> [WORK TASK]:
Beginning with the line that contains "rows.into_iter().map(MenuItemRow::into_model).collect()" in the material below, print each line exactly until the line that contains "3xxx: Branch errors" has been printed, then stop.

******

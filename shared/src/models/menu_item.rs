//! Menu Item Model

use rust_decimal::Decimal;
use serde::{Deserialize, Serialize};

/// Menu item entity (菜品)
///
/// `base_price` is the price snapshotted onto order items at add time;
/// changing it later never rewrites existing order items.
#[derive(Debug, Clone, Serialize, Deserialize)]
pub struct MenuItem {
    pub id: String,
    pub branch_id: String,
    pub sku: String,
    pub name: String,
    pub base_price: Decimal,
}
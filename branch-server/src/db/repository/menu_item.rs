//! Menu Item Repository
//!
//! Read-only: catalog management happens outside this backend.

use super::{RepoResult, parse_amount};
use shared::models::MenuItem;
use sqlx::{Executor, Sqlite, SqlitePool};

#[derive(sqlx::FromRow)]
struct MenuItemRow {
    id: String,
    branch_id: String,
    sku: String,
    name: String,
    base_price: String,
}

impl MenuItemRow {
    fn into_model(self) -> RepoResult<MenuItem> {
        Ok(MenuItem {
            base_price: parse_amount(&self.base_price)?,
            id: self.id,
            branch_id: self.branch_id,
            sku: self.sku,
            name: self.name,
        })
    }
}

pub async fn find_all(pool: &SqlitePool) -> RepoResult<Vec<MenuItem>> {
    let rows = sqlx::query_as::<_, MenuItemRow>(
        "SELECT id, branch_id, sku, name, base_price FROM menu_item ORDER BY name",
    )
    .fetch_all(pool)
    .await?;
    rows.into_iter().map(MenuItemRow::into_model).collect()
}

pub async fn find_by_id<'a, E>(executor: E, id: &str) -> RepoResult<Option<MenuItem>>
where
    E: Executor<'a, Database = Sqlite>,
{
    let row = sqlx::query_as::<_, MenuItemRow>(
        "SELECT id, branch_id, sku, name, base_price FROM menu_item WHERE id = ?",
    )
    .bind(id)
    .fetch_optional(executor)
    .await?;
    row.map(MenuItemRow::into_model).transpose()
}
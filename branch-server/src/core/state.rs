use crate::core::Config;
use crate::db::DbService;
use crate::utils::AppError;

/// 服务器状态 - 持有所有服务的共享引用
///
/// `Clone` 只复制连接池句柄，成本极低；每个 axum handler 拿到的都是
/// 同一个池。
///
/// | 字段 | 类型 | 说明 |
/// |------|------|------|
/// | config | Config | 配置项 (不可变) |
/// | db | DbService | SQLite 连接池 |
#[derive(Clone)]
pub struct ServerState {
    /// 服务器配置
    pub config: Config,
    /// 数据库服务
    pub db: DbService,
}

impl ServerState {
    /// 初始化服务器状态
    ///
    /// 创建工作目录、打开连接池并应用迁移。进程生命周期内只调用一次；
    /// 关闭时由 [`crate::core::Server::run`] 负责 drain 连接池。
    pub async fn initialize(config: &Config) -> Result<Self, AppError> {
        std::fs::create_dir_all(&config.work_dir)
            .map_err(|e| AppError::internal(format!("Failed to create work dir: {e}")))?;

        let db = DbService::new(&config.database_path()).await?;

        Ok(Self {
            config: config.clone(),
            db,
        })
    }
}
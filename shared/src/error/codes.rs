//! Unified error codes
//!
//! Error codes are organized by category:
//! - 0xxx: General errors
//! - 3xxx: Branch errors
//! - 4xxx: Order / ticket errors
//! - 5xxx: Payment errors
//! - 6xxx: Menu errors
//! - 7xxx: Table errors
//! - 9xxx: System errors

use serde::{Deserialize, Serialize};
use std::fmt;

/// Unified error code enum
///
/// All error codes are represented as u16 values for efficient serialization
/// and cross-language compatibility (Rust, TypeScript, etc.)
#[derive(Debug, Clone, Copy, PartialEq, Eq, Hash, Serialize, Deserialize)]
#[serde(into = "u16", try_from = "u16")]
#[repr(u16)]
pub enum ErrorCode {
    // ==================== 0xxx: General ====================
    /// Operation completed successfully
    Success = 0,
    /// Unknown error
    Unknown = 1,
    /// Validation failed
    ValidationFailed = 2,
    /// Resource not found
    NotFound = 3,
    /// Resource already exists
    AlreadyExists = 4,
    /// Invalid request
    InvalidRequest = 5,

    // ==================== 3xxx: Branch ====================
    /// Branch not found
    BranchNotFound = 3001,

    // ==================== 4xxx: Order / Ticket ====================
    /// Order not found
    OrderNotFound = 4001,
    /// Order is already in a terminal status (CLOSED or CANCELED)
    OrderFinalized = 4002,
    /// Kitchen ticket not found
    TicketNotFound = 4101,

    // ==================== 5xxx: Payment ====================
    /// Payment amount must be positive
    PaymentInvalidAmount = 5001,

    // ==================== 6xxx: Menu ====================
    /// Menu item not found
    MenuItemNotFound = 6001,

    // ==================== 7xxx: Table ====================
    /// Table not found in the given branch
    TableNotFound = 7001,
    /// Table is already occupied by another order
    TableNotAvailable = 7002,

    // ==================== 9xxx: System ====================
    /// Internal server error
    InternalError = 9001,
    /// Database error
    DatabaseError = 9002,
}

impl ErrorCode {
    /// Get the numeric value of this error code
    pub const fn code(&self) -> u16 {
        *self as u16
    }

    /// Get the developer-facing English message for this error code
    pub const fn message(&self) -> &'static str {
        match self {
            Self::Success => "Operation completed successfully",
            Self::Unknown => "Unknown error",
            Self::ValidationFailed => "Validation failed",
            Self::NotFound => "Resource not found",
            Self::AlreadyExists => "Resource already exists",
            Self::InvalidRequest => "Invalid request",

            Self::BranchNotFound => "Branch not found",

            Self::OrderNotFound => "Order not found",
            Self::OrderFinalized => "Order is already closed or canceled",
            Self::TicketNotFound => "Ticket not found",

            Self::PaymentInvalidAmount => "Payment amount must be positive",

            Self::MenuItemNotFound => "Menu item not found",

            Self::TableNotFound => "Table not found",
            Self::TableNotAvailable => "Table is not available",

            Self::InternalError => "Internal server error",
            Self::DatabaseError => "Database error",
        }
    }
}

impl From<ErrorCode> for u16 {
    fn from(code: ErrorCode) -> Self {
        code.code()
    }
}

/// Error returned when converting an unknown u16 into an [`ErrorCode`]
#[derive(Debug, Clone, Copy, PartialEq, Eq)]
pub struct InvalidErrorCode(pub u16);

impl fmt::Display for InvalidErrorCode {
    fn fmt(&self, f: &mut fmt::Formatter<'_>) -> fmt::Result {
        write!(f, "invalid error code: {}", self.0)
    }
}

impl std::error::Error for InvalidErrorCode {}

impl TryFrom<u16> for ErrorCode {
    type Error = InvalidErrorCode;

    fn try_from(value: u16) -> Result<Self, Self::Error> {
        match value {
            0 => Ok(ErrorCode::Success),
            1 => Ok(ErrorCode::Unknown),
            2 => Ok(ErrorCode::ValidationFailed),
            3 => Ok(ErrorCode::NotFound),
            4 => Ok(ErrorCode::AlreadyExists),
            5 => Ok(ErrorCode::InvalidRequest),

            3001 => Ok(ErrorCode::BranchNotFound),

            4001 => Ok(ErrorCode::OrderNotFound),
            4002 => Ok(ErrorCode::OrderFinalized),
            4101 => Ok(ErrorCode::TicketNotFound),

            5001 => Ok(ErrorCode::PaymentInvalidAmount),

            6001 => Ok(ErrorCode::MenuItemNotFound),

            7001 => Ok(ErrorCode::TableNotFound),
            7002 => Ok(ErrorCode::TableNotAvailable),

            9001 => Ok(ErrorCode::InternalError),
            9002 => Ok(ErrorCode::DatabaseError),

            _ => Err(InvalidErrorCode(value)),
        }
    }
}

impl fmt::Display for ErrorCode {
    fn fmt(&self, f: &mut fmt::Formatter<'_>) -> fmt::Result {
        write!(f, "{}", self.code())
    }
}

******

> [RESULT OF THIS TASK]:
    rows.into_iter().map(MenuItemRow::into_model).collect()
}

pub async fn find_by_id<'a, E>(executor: E, id: &str) -> RepoResult<Option<MenuItem>>
where
    E: Executor<'a, Database = Sqlite>,
{
    let row = sqlx::query_as::<_, MenuItemRow>(
        "SELECT id, branch_id, sku, name, base_price FROM menu_item WHERE id = ?",
    )
    .bind(id)
    .fetch_optional(executor)
    .await?;
    row.map(MenuItemRow::into_model).transpose()
}
filename branch-server/src/core/state.rs
use crate::core::Config;
use crate::db::DbService;
use crate::utils::AppError;

/// 服务器状态 - 持有所有服务的共享引用
///
/// `Clone` 只复制连接池句柄，成本极低；每个 axum handler 拿到的都是
/// 同一个池。
///
/// | 字段 | 类型 | 说明 |
/// |------|------|------|
/// | config | Config | 配置项 (不可变) |
/// | db | DbService | SQLite 连接池 |
#[derive(Clone)]
pub struct ServerState {
    /// 服务器配置
    pub config: Config,
    /// 数据库服务
    pub db: DbService,
}

impl ServerState {
    /// 初始化服务器状态
    ///
    /// 创建工作目录、打开连接池并应用迁移。进程生命周期内只调用一次；
    /// 关闭时由 [`crate::core::Server::run`] 负责 drain 连接池。
    pub async fn initialize(config: &Config) -> Result<Self, AppError> {
        std::fs::create_dir_all(&config.work_dir)
            .map_err(|e| AppError::internal(format!("Failed to create work dir: {e}")))?;

        let db = DbService::new(&config.database_path()).await?;

        Ok(Self {
            config: config.clone(),
            db,
        })
    }
}
filename shared/src/error/codes.rs
//! Unified error codes
//!
//! Error codes are organized by category:
//! - 0xxx: General errors
//! - 3xxx: Branch errors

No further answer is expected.